WHAT IS NEEDED: Check each line of the listing for the word "struct" and report the ones that have it.

STUDY MATERIAL:
* * *

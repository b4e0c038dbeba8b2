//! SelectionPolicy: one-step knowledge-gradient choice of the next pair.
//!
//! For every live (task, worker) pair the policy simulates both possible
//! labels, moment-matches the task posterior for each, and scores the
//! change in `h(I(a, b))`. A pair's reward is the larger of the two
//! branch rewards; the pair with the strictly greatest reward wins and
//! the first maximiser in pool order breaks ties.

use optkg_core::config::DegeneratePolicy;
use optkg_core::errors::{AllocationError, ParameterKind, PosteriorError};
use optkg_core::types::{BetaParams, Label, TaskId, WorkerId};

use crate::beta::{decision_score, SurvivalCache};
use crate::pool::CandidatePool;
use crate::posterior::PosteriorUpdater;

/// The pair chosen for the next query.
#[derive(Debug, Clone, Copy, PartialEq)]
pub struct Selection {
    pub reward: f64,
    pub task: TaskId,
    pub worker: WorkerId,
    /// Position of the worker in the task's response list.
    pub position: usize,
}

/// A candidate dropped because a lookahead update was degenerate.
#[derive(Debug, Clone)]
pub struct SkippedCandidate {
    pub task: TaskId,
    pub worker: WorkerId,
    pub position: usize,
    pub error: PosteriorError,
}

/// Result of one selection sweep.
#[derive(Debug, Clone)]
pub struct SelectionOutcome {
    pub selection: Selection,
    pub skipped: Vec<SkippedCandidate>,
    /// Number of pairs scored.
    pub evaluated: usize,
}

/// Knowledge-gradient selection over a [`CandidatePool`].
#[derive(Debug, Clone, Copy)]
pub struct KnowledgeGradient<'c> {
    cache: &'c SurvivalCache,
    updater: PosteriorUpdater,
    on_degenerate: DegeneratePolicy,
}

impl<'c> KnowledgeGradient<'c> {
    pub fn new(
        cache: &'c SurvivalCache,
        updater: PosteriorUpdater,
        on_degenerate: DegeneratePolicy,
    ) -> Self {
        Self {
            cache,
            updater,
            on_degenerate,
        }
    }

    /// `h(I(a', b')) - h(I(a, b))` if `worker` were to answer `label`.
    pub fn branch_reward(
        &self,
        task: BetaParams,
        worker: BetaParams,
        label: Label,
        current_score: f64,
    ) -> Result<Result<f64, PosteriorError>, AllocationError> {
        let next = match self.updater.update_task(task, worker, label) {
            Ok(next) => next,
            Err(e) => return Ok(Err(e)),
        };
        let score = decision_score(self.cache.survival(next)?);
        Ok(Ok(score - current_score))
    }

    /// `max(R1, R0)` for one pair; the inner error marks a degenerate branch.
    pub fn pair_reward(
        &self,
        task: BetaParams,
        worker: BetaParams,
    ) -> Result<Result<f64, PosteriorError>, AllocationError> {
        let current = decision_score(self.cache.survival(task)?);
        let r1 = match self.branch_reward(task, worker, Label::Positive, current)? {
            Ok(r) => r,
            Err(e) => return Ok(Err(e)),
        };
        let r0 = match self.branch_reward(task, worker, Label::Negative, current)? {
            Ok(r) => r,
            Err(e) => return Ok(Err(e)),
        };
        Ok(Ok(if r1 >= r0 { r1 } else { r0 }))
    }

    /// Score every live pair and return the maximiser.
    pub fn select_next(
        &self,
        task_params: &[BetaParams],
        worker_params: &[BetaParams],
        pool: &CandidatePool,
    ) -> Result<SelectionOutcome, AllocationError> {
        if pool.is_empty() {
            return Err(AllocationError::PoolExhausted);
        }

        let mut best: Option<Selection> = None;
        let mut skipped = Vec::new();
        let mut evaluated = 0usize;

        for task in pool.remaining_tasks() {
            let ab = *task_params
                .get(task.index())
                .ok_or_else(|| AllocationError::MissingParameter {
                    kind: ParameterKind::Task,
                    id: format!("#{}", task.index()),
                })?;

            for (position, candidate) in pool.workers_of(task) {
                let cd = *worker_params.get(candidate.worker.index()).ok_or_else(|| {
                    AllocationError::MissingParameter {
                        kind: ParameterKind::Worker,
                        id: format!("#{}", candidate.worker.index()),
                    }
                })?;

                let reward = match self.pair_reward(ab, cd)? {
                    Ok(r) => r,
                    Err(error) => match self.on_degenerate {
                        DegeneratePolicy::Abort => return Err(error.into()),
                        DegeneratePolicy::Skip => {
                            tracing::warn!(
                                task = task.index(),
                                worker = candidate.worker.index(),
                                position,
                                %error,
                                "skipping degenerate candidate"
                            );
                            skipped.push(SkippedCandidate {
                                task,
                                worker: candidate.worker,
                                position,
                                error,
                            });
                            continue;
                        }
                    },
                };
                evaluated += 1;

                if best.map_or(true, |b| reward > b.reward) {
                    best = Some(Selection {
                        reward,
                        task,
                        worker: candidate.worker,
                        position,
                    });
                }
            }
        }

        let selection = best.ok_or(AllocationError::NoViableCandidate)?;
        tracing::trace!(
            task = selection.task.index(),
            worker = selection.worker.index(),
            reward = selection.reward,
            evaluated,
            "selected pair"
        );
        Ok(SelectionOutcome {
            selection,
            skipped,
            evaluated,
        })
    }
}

* * *

EXERCISE OUTPUT:
pub struct Selection {
pub struct SkippedCandidate {
pub struct SelectionOutcome {
pub struct KnowledgeGradient<'c> {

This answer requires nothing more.